((
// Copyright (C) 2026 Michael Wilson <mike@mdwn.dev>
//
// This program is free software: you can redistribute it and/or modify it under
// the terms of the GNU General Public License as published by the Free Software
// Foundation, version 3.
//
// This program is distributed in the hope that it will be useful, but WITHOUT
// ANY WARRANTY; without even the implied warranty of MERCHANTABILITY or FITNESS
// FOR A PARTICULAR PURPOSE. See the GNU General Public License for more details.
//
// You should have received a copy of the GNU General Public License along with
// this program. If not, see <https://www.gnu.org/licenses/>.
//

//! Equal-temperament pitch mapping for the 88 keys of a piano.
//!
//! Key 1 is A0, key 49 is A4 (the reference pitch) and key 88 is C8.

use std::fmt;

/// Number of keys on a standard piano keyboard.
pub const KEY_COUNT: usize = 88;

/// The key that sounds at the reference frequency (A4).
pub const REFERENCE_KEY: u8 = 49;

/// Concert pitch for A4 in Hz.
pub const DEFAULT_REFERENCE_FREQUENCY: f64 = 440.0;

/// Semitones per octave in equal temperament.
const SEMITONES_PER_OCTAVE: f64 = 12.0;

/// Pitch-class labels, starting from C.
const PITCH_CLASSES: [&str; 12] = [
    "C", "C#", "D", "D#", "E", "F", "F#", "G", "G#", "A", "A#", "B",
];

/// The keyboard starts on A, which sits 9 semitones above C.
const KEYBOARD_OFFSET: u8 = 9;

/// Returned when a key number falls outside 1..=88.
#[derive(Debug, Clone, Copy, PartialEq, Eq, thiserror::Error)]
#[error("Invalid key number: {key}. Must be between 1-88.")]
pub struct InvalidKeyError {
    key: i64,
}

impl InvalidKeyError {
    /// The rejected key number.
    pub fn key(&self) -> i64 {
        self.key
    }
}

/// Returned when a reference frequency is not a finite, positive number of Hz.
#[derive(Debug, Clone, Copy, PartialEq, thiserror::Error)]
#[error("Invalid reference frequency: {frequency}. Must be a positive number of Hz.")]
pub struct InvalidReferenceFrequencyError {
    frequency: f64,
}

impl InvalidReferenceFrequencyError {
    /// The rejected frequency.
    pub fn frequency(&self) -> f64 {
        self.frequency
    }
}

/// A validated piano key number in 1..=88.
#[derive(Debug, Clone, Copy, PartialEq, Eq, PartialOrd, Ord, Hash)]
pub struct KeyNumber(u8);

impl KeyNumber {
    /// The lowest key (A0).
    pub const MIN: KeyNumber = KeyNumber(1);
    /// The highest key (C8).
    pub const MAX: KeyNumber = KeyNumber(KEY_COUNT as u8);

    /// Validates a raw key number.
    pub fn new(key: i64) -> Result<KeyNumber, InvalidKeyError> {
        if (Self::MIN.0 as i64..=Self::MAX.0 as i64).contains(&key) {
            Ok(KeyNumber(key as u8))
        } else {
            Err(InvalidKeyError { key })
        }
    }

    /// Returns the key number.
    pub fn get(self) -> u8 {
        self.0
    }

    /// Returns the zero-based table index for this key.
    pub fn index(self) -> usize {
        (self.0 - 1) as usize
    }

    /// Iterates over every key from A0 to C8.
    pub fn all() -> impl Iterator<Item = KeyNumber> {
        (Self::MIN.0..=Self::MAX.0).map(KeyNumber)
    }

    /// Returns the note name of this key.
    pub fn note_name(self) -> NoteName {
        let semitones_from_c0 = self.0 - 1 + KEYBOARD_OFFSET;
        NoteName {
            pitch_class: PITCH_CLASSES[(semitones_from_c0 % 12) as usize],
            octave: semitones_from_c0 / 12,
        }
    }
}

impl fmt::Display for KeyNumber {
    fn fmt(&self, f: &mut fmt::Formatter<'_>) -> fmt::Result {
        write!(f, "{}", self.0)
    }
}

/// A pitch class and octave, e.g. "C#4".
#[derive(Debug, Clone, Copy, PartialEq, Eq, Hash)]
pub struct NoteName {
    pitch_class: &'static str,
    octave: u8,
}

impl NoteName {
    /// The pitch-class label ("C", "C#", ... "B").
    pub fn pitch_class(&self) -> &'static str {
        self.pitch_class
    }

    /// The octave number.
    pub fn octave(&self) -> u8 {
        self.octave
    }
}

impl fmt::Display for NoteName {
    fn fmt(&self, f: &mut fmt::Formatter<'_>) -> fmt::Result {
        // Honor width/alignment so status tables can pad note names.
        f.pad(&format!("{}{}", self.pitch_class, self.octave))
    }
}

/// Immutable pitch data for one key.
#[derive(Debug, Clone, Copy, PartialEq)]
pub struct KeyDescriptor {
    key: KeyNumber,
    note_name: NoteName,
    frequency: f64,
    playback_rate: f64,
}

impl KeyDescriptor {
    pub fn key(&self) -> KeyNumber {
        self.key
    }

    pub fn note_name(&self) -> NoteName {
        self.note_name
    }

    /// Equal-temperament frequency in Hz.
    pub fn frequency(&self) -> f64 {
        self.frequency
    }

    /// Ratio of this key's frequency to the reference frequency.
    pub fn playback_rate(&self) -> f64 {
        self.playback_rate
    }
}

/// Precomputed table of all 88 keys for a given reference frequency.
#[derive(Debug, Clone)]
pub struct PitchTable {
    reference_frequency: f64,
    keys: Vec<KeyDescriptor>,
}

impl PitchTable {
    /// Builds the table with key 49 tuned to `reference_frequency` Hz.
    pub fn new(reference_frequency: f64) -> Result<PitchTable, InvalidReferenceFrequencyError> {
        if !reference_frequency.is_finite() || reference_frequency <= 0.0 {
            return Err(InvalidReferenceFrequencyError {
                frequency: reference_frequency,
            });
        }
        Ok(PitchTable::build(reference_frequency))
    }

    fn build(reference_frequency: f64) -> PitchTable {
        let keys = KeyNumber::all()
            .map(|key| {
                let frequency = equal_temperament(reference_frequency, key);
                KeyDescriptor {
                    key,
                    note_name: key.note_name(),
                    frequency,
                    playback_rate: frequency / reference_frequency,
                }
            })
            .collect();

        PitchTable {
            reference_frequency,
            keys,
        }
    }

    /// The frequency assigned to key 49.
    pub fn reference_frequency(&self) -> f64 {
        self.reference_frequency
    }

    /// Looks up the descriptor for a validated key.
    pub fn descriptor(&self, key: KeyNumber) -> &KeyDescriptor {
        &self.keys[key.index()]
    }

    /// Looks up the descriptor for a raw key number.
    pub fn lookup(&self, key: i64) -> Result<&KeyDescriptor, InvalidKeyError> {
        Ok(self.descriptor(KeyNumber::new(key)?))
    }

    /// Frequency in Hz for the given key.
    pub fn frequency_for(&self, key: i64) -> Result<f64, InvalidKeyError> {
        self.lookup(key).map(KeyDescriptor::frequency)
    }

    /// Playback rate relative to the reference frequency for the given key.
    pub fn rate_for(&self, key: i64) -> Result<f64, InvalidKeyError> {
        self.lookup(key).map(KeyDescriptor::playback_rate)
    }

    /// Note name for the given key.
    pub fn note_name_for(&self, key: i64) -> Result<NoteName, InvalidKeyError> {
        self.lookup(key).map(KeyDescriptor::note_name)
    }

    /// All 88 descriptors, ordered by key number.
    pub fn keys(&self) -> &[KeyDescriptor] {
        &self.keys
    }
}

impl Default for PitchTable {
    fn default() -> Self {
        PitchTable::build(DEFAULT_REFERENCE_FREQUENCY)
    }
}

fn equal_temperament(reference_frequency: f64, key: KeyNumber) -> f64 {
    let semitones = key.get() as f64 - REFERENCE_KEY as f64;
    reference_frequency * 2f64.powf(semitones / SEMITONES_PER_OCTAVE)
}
))
((
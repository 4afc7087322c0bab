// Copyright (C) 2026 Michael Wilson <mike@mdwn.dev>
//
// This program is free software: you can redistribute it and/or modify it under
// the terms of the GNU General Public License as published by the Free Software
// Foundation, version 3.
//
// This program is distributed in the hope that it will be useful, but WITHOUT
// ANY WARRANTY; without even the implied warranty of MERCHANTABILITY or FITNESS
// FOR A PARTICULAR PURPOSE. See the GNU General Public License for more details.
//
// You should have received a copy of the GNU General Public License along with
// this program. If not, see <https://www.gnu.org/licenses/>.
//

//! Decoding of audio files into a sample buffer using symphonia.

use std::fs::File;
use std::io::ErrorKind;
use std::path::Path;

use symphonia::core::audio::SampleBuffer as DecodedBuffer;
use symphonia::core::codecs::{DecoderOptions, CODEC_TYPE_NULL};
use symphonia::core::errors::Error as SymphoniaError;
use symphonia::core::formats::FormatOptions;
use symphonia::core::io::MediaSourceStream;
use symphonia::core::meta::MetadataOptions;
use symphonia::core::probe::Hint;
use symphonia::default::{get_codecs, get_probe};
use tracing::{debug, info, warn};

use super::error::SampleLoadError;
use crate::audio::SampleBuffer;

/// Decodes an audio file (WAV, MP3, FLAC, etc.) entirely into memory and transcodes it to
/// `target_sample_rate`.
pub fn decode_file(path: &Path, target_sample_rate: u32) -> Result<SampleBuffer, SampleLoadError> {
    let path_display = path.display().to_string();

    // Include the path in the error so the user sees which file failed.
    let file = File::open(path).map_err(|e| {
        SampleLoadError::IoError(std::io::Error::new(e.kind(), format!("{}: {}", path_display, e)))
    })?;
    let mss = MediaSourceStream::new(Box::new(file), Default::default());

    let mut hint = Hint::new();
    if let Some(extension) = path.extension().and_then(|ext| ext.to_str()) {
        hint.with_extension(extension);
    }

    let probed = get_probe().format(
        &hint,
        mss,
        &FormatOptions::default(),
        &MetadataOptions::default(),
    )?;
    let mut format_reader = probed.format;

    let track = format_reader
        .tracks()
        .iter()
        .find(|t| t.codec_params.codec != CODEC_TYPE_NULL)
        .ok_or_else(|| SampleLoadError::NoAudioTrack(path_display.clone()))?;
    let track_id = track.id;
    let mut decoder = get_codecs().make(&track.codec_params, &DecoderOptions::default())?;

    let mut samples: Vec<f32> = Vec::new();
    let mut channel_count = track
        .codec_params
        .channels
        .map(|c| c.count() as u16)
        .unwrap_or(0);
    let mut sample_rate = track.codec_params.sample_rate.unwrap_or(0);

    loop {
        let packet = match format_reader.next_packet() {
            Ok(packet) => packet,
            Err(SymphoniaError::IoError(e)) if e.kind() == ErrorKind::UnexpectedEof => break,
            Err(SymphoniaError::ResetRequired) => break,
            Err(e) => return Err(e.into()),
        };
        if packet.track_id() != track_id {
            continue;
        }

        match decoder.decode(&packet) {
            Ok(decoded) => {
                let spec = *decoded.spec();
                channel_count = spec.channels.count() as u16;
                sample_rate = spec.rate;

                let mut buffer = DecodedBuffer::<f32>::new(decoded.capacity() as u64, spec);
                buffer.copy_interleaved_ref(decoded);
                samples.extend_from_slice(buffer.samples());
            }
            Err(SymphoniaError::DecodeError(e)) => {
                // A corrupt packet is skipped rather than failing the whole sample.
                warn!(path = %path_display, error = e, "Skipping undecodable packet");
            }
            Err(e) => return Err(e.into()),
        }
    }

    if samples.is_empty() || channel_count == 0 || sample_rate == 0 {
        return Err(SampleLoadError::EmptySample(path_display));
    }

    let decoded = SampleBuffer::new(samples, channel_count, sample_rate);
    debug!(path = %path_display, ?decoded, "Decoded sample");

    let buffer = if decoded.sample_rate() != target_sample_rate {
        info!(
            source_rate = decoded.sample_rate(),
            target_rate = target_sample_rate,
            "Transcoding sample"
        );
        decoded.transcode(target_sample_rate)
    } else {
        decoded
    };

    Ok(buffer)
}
))
*What is required*: Return, with no change at all, every line in the entries above from the line containing "(Self::MIN.0..=Self::MAX.0).map(KeyNumber)" through the line containing "pitch_class: PITCH_CLASSES[(semitones_from_c0 %".

*Written answer*:
        (Self::MIN.0..=Self::MAX.0).map(KeyNumber)
    }

    /// Returns the note name of this key.
    pub fn note_name(self) -> NoteName {
        let semitones_from_c0 = self.0 - 1 + KEYBOARD_OFFSET;
        NoteName {
            pitch_class: PITCH_CLASSES[(semitones_from_c0 % 12) as usize],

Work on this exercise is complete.